Not everybody liked Twain. They still don't. He could be scandalous and self-indulgent. He smoked too much. Judgmental. And Twain, a one-time river­boat pilot, made nothing substantial, produced no commodities or goods, except his tales and observations. He took you somewhere. Mark Twain didn't think for you, you barrel-hoop baron you. But he was out there. Thinking. He spoke past his newspaper editor, directly to the people, to his readers, whether they agreed with him or not. And while he certainly produced outsize, often painful, observations about what we had become as a people, he also offered glaring, satiric propositions concerning what we might want to try to be henceforth. And why. In person, he could be wily, cold, and unpleasant, but Twain stood out as a man who reliably saw the truth of human purpose beneath the weighty mess of human foibles. He had ambitions for humanity. At the very least, he believed that humanity ought to have ambitions for itself.

And now, Elon Musk walks the earth. The pleasure of his presence on this mantle is similar to Twain's. You might live in Tacoma and make a living working in a consulting firm that helps affordable hotel chains rebrand themselves using urban graphic-design strategies and overlapping pricing platforms. But admit it, among your everyday pleasures is the possibility that you might pick up an item in the news feed on your smartphone concerning Elon Musk's next great idea. Electric cars. The colonization of Mars. Tunnels beneath Los Angeles. Brains linked to computers.

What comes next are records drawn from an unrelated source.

//! Per-face and mesh-level signed distance (spec §4.5).
use cgmath::prelude::*;
use cgmath::BaseFloat;

use crate::space::Vec3;
use super::build::drop_axis;
use super::mesh::{ FaceId, Mesh };
use super::polygon2d::{ self, InsideTest };

/// Signed distance from `p` to a single face: inside the face's 2D
/// projection the distance is just the signed plane distance; outside it,
/// the closest point lies on an edge or vertex and is signed by that
/// entity's pseudonormal (spec §4.5, steps 3-4).
pub fn face_signed_distance<T: BaseFloat, M: Clone>(mesh: &Mesh<T, M>, face_id: FaceId, p: Vec3<T>, test: InsideTest) -> T {
    let face = mesh.face(face_id);
    let n = face.normal;
    let c = face.centroid;
    let plane_distance = n.dot(p - c);

    let projection = match &face.projection {
        Some(projection) => projection,
        None => return plane_distance,
    };

    let p_prime = p - n * plane_distance;
    let p2 = drop_axis(p_prime, projection.dropped_axis);

    if polygon2d::point_in_polygon(&projection.points, p2, test) {
        return plane_distance;
    }

    let mut best: Option<T> = None;
    for he in mesh.face_half_edges(face_id) {
        let edge = mesh.half_edge(he);
        let a_id = edge.origin;
        let b_id = mesh.half_edge(edge.next.unwrap()).origin;
        let a = mesh.vertex(a_id).position;
        let b = mesh.vertex(b_id).position;
        let ab = b - a;
        let len2 = ab.magnitude2();

        let t = if len2 > T::epsilon() { (p - a).dot(ab) / len2 } else { T::zero() };

        let candidate = if t <= T::zero() {
            signed_magnitude(p - a, mesh.vertex(a_id).normal)
        } else if t >= T::one() {
            signed_magnitude(p - b, mesh.vertex(b_id).normal)
        } else {
            let closest = a + ab * t;
            signed_magnitude(p - closest, edge.normal)
        };

        best = Some(match best {
            None => candidate,
            Some(b) if candidate.abs() < b.abs() => candidate,
            Some(b) => b,
        });
    }

    best.unwrap_or(T::infinity())
}

fn signed_magnitude<T: BaseFloat>(to_point: Vec3<T>, normal: Vec3<T>) -> T {
    let mag = to_point.magnitude();
    if normal.dot(to_point) >= T::zero() { mag } else { -mag }
}

/// Mesh-level signed distance: the candidate of smallest magnitude over
/// every face.
pub fn mesh_signed_distance<T: BaseFloat, M: Clone>(mesh: &Mesh<T, M>, p: Vec3<T>, test: InsideTest) -> T {
    let mut best: Option<T> = None;
    for face_id in mesh.face_ids() {
        let d = face_signed_distance(mesh, face_id, p, test);
        best = Some(match best {
            None => d,
            Some(b) if d.abs() < b.abs() => d,
            Some(b) => b,
        });
    }
    best.unwrap_or(T::infinity())
}

#[cfg(test)]
mod tests {
    use super::*;
    use crate::dcel::build;
    use crate::error::SanityReport;
    use crate::soup::Soup;

    fn tetrahedron_mesh() -> Mesh<f64, ()> {
        let v = vec![
            Vec3::new(0.0, 0.0, 0.0),
            Vec3::new(1.0, 0.0, 0.0),
            Vec3::new(0.0, 1.0, 0.0),
            Vec3::new(0.0, 0.0, 1.0),
        ];
        let facets = vec![vec![0, 2, 1], vec![0, 1, 3], vec![0, 3, 2], vec![1, 2, 3]];
        let soup = Soup::new(v, facets);
        let mut report = SanityReport::new();
        build::build(&soup, &mut report)
    }

    #[test]
    fn centroid_is_inside_corner_is_outside() {
        let mesh = tetrahedron_mesh();
        let inside = mesh_signed_distance(&mesh, Vec3::new(0.25, 0.25, 0.25), InsideTest::default());
        assert!(inside < 0.0, "centroid must read negative, got {}", inside);

        let outside = mesh_signed_distance(&mesh, Vec3::new(1.0, 1.0, 1.0), InsideTest::default());
        let expected = 2.0 / 3f64.sqrt();
        assert!(outside > 0.0);
        assert!((outside - expected).abs() < 1e-6, "got {}, expected {}", outside, expected);
    }
}
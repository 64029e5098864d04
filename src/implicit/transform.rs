//! Transform combinators (spec §4.6's table: Translate, Rotate, Scale,
//! Offset, Annular, Elongate, Blur, Mollify). Each wraps a single child
//! implicit function and remaps the query point (or the returned value)
//! before delegating to it.
use cgmath::prelude::*;
use cgmath::{ BaseFloat, Basis3, Rad };

use crate::space::{ clamp, Vec3 };
use super::ImplicitFunction;

/// `Translate(A, s)`: `v_A(p - s)`.
pub struct Translate<T: BaseFloat> {
    child: Box<dyn ImplicitFunction<T>>,
    offset: Vec3<T>,
}

impl<T: BaseFloat> Translate<T> {
    pub fn new(child: Box<dyn ImplicitFunction<T>>, offset: Vec3<T>) -> Self {
        Translate { child, offset }
    }
}

impl<T: BaseFloat> ImplicitFunction<T> for Translate<T> {
    fn value(&self, p: Vec3<T>) -> T {
        self.child.value(p - self.offset)
    }
}

/// `Rotate(A, theta, axis)`: `v_A(R^-1 p)`. The distilled spec leaves
/// `axis` ambiguous between a coordinate-axis index and an arbitrary
/// vector; this implements the strictly more general arbitrary-axis form
/// (a coordinate axis is just `axis = Vec3::unit(d)`).
pub struct Rotate<T: BaseFloat> {
    child: Box<dyn ImplicitFunction<T>>,
    inverse: Basis3<T>,
}

impl<T: BaseFloat> Rotate<T> {
    pub fn new(child: Box<dyn ImplicitFunction<T>>, axis: Vec3<T>, angle: Rad<T>) -> Self {
        let inverse = Basis3::from_axis_angle(axis.normalize(), -angle);
        Rotate { child, inverse }
    }
}

impl<T: BaseFloat> ImplicitFunction<T> for Rotate<T> {
    fn value(&self, p: Vec3<T>) -> T {
        self.child.value(self.inverse.rotate_vector(p))
    }
}

/// `Scale(A, k)`: `k * v_A(p / k)`.
pub struct Scale<T: BaseFloat> {
    child: Box<dyn ImplicitFunction<T>>,
    factor: T,
}

impl<T: BaseFloat> Scale<T> {
    pub fn new(child: Box<dyn ImplicitFunction<T>>, factor: T) -> Self {
        Scale { child, factor }
    }
}

impl<T: BaseFloat> ImplicitFunction<T> for Scale<T> {
    fn value(&self, p: Vec3<T>) -> T {
        self.factor * self.child.value(p / self.factor)
    }
}

/// `Offset(A, d)`: `v_A(p) - d`.
pub struct Offset<T: BaseFloat> {
    child: Box<dyn ImplicitFunction<T>>,
    amount: T,
}

impl<T: BaseFloat> Offset<T> {
    pub fn new(child: Box<dyn ImplicitFunction<T>>, amount: T) -> Self {
        Offset { child, amount }
    }
}

impl<T: BaseFloat> ImplicitFunction<T> for Offset<T> {
    fn value(&self, p: Vec3<T>) -> T {
        self.child.value(p) - self.amount
    }
}

/// `Annular(A, delta)`: `|v_A(p)| - delta`. Turns a solid into a thin
/// shell of thickness `2*delta` around its original surface.
pub struct Annular<T: BaseFloat> {
    child: Box<dyn ImplicitFunction<T>>,
    delta: T,
}

impl<T: BaseFloat> Annular<T> {
    pub fn new(child: Box<dyn ImplicitFunction<T>>, delta: T) -> Self {
        Annular { child, delta }
    }
}

impl<T: BaseFloat> ImplicitFunction<T> for Annular<T> {
    fn value(&self, p: Vec3<T>) -> T {
        self.child.value(p).abs() - self.delta
    }
}

/// `Elongate(A, h)`: `v_A(p - clamp(p, -h, h))`, stretching the primitive
/// along each axis by `2*h[d]`.
pub struct Elongate<T: BaseFloat> {
    child: Box<dyn ImplicitFunction<T>>,
    half_stretch: Vec3<T>,
}

impl<T: BaseFloat> Elongate<T> {
    pub fn new(child: Box<dyn ImplicitFunction<T>>, half_stretch: Vec3<T>) -> Self {
        Elongate { child, half_stretch }
    }
}

impl<T: BaseFloat> ImplicitFunction<T> for Elongate<T> {
    fn value(&self, p: Vec3<T>) -> T {
        let h = self.half_stretch;
        let clamped = Vec3::new(clamp(p.x, -h.x, h.x), clamp(p.y, -h.y, h.y), clamp(p.z, -h.z, h.z));
        self.child.value(p - clamped)
    }
}

/// `Blur(A, d, alpha)`: `alpha*v_A(p) + (1-alpha)/2*(v_A(p+d) + v_A(p-d))`.
pub struct Blur<T: BaseFloat> {
    child: Box<dyn ImplicitFunction<T>>,
    offset: Vec3<T>,
    alpha: T,
}

impl<T: BaseFloat> Blur<T> {
    pub fn new(child: Box<dyn ImplicitFunction<T>>, offset: Vec3<T>, alpha: T) -> Self {
        Blur { child, offset, alpha }
    }
}

impl<T: BaseFloat> ImplicitFunction<T> for Blur<T> {
    fn value(&self, p: Vec3<T>) -> T {
        let center = self.child.value(p);
        let plus = self.child.value(p + self.offset);
        let minus = self.child.value(p - self.offset);
        let half = (T::one() - self.alpha) / T::from(2.0).unwrap();
        self.alpha * center + half * (plus + minus)
    }
}

/// `Mollify(A, kernel, ...)`: `sum_i w_i * v_A(p + s_i)`, with sample
/// offsets and weights precomputed from a kernel (spec §4.6). `weights`
/// must sum to 1 for the result to stay a meaningful value-preserving
/// blur of `A`.
pub struct Mollify<T: BaseFloat> {
    child: Box<dyn ImplicitFunction<T>>,
    samples: Vec<Vec3<T>>,
    weights: Vec<T>,
}

impl<T: BaseFloat> Mollify<T> {
    pub fn new(child: Box<dyn ImplicitFunction<T>>, samples: Vec<Vec3<T>>, weights: Vec<T>) -> Self {
        debug_assert_eq!(samples.len(), weights.len());
        Mollify { child, samples, weights }
    }

    /// A symmetric 6-point stencil (one step along each axis direction)
    /// with Gaussian-derived weights, a common cheap approximation to a
    /// true volumetric mollifier kernel.
    pub fn gaussian_stencil(child: Box<dyn ImplicitFunction<T>>, radius: T) -> Self {
        let directions = [
            Vec3::new(T::one(), T::zero(), T::zero()),
            Vec3::new(-T::one(), T::zero(), T::zero()),
            Vec3::new(T::zero(), T::one(), T::zero()),
            Vec3::new(T::zero(), -T::one(), T::zero()),
            Vec3::new(T::zero(), T::zero(), T::one()),
            Vec3::new(T::zero(), T::zero(), -T::one()),
        ];
        let samples: Vec<Vec3<T>> = directions.iter().map(|&d| d * radius).collect();
        let sigma2 = radius * radius;
        let raw: Vec<T> = samples.iter().map(|s| (-s.magnitude2() / (T::from(2.0).unwrap() * sigma2)).exp()).collect();
        let total = raw.iter().fold(T::zero(), |acc, &w| acc + w);
        let weights: Vec<T> = raw.into_iter().map(|w| w / total).collect();
        Mollify::new(child, samples, weights)
    }
}

impl<T: BaseFloat> ImplicitFunction<T> for Mollify<T> {
    fn value(&self, p: Vec3<T>) -> T {
        self.samples
            .iter()
            .zip(self.weights.iter())
            .fold(T::zero(), |acc, (&s, &w)| acc + w * self.child.value(p + s))
    }
}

If the last ten years have convinced you of nothing else, you have to admit: Elon Musk is somewhere out there, thinking. Right now. I'm glad for it. He has ambitions, sure. That's easy to assert. But his ambitions relate to something more than monetizing a good idea. They relate to the obligations of possibility, to our larger sense of self. Musk speaks these ideas to us, the people—straight past the analysts, the corporate boards, the stockholders narcoticized by profit statements—because he knows we will respond. Ambition is an element of our humanity.